Viewing this documentary may also remind you of how dangerous that inmate you had a casual conversation with on the Control Floor yesterday may really be -- a sober reminder that, while we need to treat every inmate with an appropriate level of dignity, we should never let down our guard.
(Note: You might not be able to access these videos from your work station computer due to the system filtering for inappropriate content. You should be able to view them at home.)
Jerry Brudos
Jerome Henry "Jerry" Brudos (January 31, 1939 – March 29, 2006) was an American serial killer and necrophiliac, also known as "The Lust Killer" and "The Shoe Fetish Slayer".
Early Life
Brudos was born in Webster, South Dakota, and was the youngest of four sons.
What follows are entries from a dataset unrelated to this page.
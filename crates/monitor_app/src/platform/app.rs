use std::sync::mpsc;
use std::thread;
use std::time::Duration;

use anyhow::Context;
use monitor_core::{update, AppState, Effect, JobId, Msg, Notification, Severity};
use monitor_logging::{level_for_verbosity, monitor_info, monitor_warn};

use super::effects::EffectRunner;
use super::logging;
use super::ui::Terminal;
use crate::cli::{Cli, Command};
use crate::config::MonitorConfig;

const RENDER_INTERVAL: Duration = Duration::from_millis(100);

/// Runs one CLI command to completion. Returns false if any error was shown.
pub fn run_app(cli: Cli) -> anyhow::Result<bool> {
    let mut config = MonitorConfig::load(cli.global.config.as_deref())?;
    config.apply_overrides(&cli.global);
    if let Command::Download { dir: Some(dir), .. } = &cli.command {
        config.download_dir = dir.clone();
    }
    config.validate()?;

    logging::initialize(
        cli.global.log_to,
        level_for_verbosity(cli.global.verbose),
        &config.log_file,
    );
    monitor_info!("Starting {:?} against {}", cli.command, config.server_url);

    let (msg_tx, msg_rx) = mpsc::channel::<Msg>();
    let runner = EffectRunner::new(
        config.client_settings(),
        config.download_dir.clone(),
        msg_tx.clone(),
    )
    .context("failed to start the HTTP client")?;

    let mut session = Session::for_command(&cli.command);
    for msg in session.startup_messages(&cli.command) {
        let _ = msg_tx.send(msg);
    }

    // Background tick to throttle rendering.
    thread::spawn(move || {
        while msg_tx.send(Msg::Tick).is_ok() {
            thread::sleep(RENDER_INTERVAL);
        }
    });

    let mut state = AppState::with_settings(config.poll_policy(), config.form_defaults());
    let mut terminal = Terminal::stdout(session.shows_history());
    let mut clean = true;

    while let Ok(msg) = msg_rx.recv() {
        let redraw_due = matches!(msg, Msg::Tick);
        let step = session.step(state, msg);
        state = step.state;
        runner.run(step.effects);

        for notification in &step.notifications {
            if notification.severity == Severity::Error {
                clean = false;
            }
            if let Err(err) = terminal.notify(notification) {
                monitor_warn!("Failed to write notification: {}", err);
            }
        }

        if (redraw_due || step.finished) && state.consume_dirty() {
            if let Err(err) = terminal.draw(&state.view()) {
                monitor_warn!("Failed to render: {}", err);
            }
        }
        if step.finished {
            break;
        }
    }

    runner.shutdown();
    monitor_info!("Finished; clean={}", clean);
    Ok(clean)
}

/// Result of feeding one message through the controller.
struct Step {
    state: AppState,
    effects: Vec<Effect>,
    notifications: Vec<Notification>,
    /// Every startup message is handled and nothing is in flight or pending.
    finished: bool,
}

/// Per-command sequencing on top of the controller.
struct Session {
    /// Startup messages not yet dispatched through `update`.
    startup_remaining: usize,
    /// Job to download once the history snapshot has arrived.
    download_after_history: Option<JobId>,
    show_history: bool,
}

impl Session {
    fn for_command(command: &Command) -> Self {
        Self {
            startup_remaining: 0,
            download_after_history: match command {
                Command::Download { job_id, .. } => Some(*job_id),
                _ => None,
            },
            show_history: matches!(command, Command::Submit { .. } | Command::History),
        }
    }

    fn shows_history(&self) -> bool {
        self.show_history
    }

    fn startup_messages(&mut self, command: &Command) -> Vec<Msg> {
        let messages = match command {
            Command::Submit {
                files,
                source,
                target,
            } => {
                let mut messages = vec![Msg::Started];
                for file in files {
                    messages.push(Msg::FileSelected(file.clone()));
                    if let Some(source) = source {
                        messages.push(Msg::SourceLanguageChanged(source.clone()));
                    }
                    if let Some(target) = target {
                        messages.push(Msg::TargetLanguageChanged(target.clone()));
                    }
                    messages.push(Msg::UploadSubmitted);
                }
                messages
            }
            Command::History | Command::Download { .. } => vec![Msg::Started],
            Command::Health => vec![Msg::HealthCheckRequested],
        };
        self.startup_remaining = messages.len();
        messages
    }

    /// Applies `msg` and any follow-up it triggers.
    fn step(&mut self, state: AppState, msg: Msg) -> Step {
        if !matches!(msg, Msg::Tick) {
            self.startup_remaining = self.startup_remaining.saturating_sub(1);
        }
        let follow_up = self.follow_up(&msg);

        let (mut state, mut effects) = update(state, msg);
        let mut notifications = state.take_notifications();
        if let Some(follow_up) = follow_up {
            let (next, more) = update(state, follow_up);
            state = next;
            effects.extend(more);
            notifications.extend(state.take_notifications());
        }

        let finished = self.startup_remaining == 0 && state.is_idle();
        Step {
            state,
            effects,
            notifications,
            finished,
        }
    }

    /// Message to dispatch right after `msg`, if the command needs one.
    fn follow_up(&mut self, msg: &Msg) -> Option<Msg> {
        match msg {
            Msg::HistoryLoaded(_) | Msg::HistoryFailed(_) => self
                .download_after_history
                .take()
                .map(|job_id| Msg::DownloadRequested { job_id }),
            _ => None,
        }
    }
}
His mother had wanted a girl and would dress Brudos in girl's clothing. She would also constantly belittle him and treat him with disdain, as well as abuse him. As a child, Brudos and his family would move into different homes in the Pacific Northwest, before settling in Salem, Oregon.
He had a fetish for women's shoes from the age of five, after playing with spike-heeled shoes at a local junkyard. He also reportedly attempted to steal the shoes of his first grade teacher. He also had a fetish for women's underwear, and had claimed that he would steal underwear from female neighbors as a child. He spent his teen years in and out of psychotherapy and mental hospitals. He began to stalk local women as a teenager, knocking down or choking them unconscious, and fleeing with their shoes.[1]
At age 17, he abducted and beat a young woman, threatening to stab her if she did not follow his sexual demands. Shortly after being arrested, he was taken to a psychiatric ward of Oregon State Hospital for nine months. There it was found his sexual fantasies revolved around his hatred and revenge against his mother and women in general. He also underwent a psychiatric evaluation, and was diagnosed with schizophrenia. Despite being institutionalized, he still graduated from high school with his class in 1957. Shortly after graduation, Brudos became an electronics technician.
In 1961, he married a 17-year-old girl, with whom he would father two children, and settled in a Salem, Oregon suburb. He asked his new bride to do housework naked except for a pair of high heels while he took pictures. It was at about this time, however, that he began complaining of migraine headaches and "blackouts", relieving his symptoms with night-prowling raids to steal shoes and lace undergarments. He kept the shoes, underwear, and (for a time) the bodies of his victims in a garage that he would not allow his wife to enter without first announcing her arrival on an intercom that Brudos had set up.
Crime scene: Brudos' house on Center St. in Salem near the Oregon State Hospital.
Criminal Career
Between 1968 and 1969, Brudos bludgeoned and strangled four young women. The only initial evidence was witness sightings of a large man dressed in women's clothing. In the garage of his Salem, Oregon home, Brudos kept trophies from his victims, expressly two pairs of amputated breasts that were used as paperweights and the left foot of a 19-year-old girl named Linda Slawson (his first murder victim) which he used to model the shoes he collected. After committing a murder, he would dress up in high heels and masturbate. Police investigation and interviews of local coeds led them to Brudos, who described the murders in detail. He had confessed to murdering Linda Slawson, Jan Whitney, Karen Sprinker and Linda Salee, and was sentenced to life in prison.
Nightgown Brudos would make his victims wear.
While incarcerated, Brudos had piles of women's shoe catalogues in his cell — he wrote to major companies asking for them — and claimed they were his substitute for pornography. He lodged countless appeals, including one in which he alleged that a photograph taken of him with one of his victim's corpses cannot prove his guilt, as it is not the body of a person he was convicted of killing.
Brudos died in prison on March 28, 2006 from liver cancer.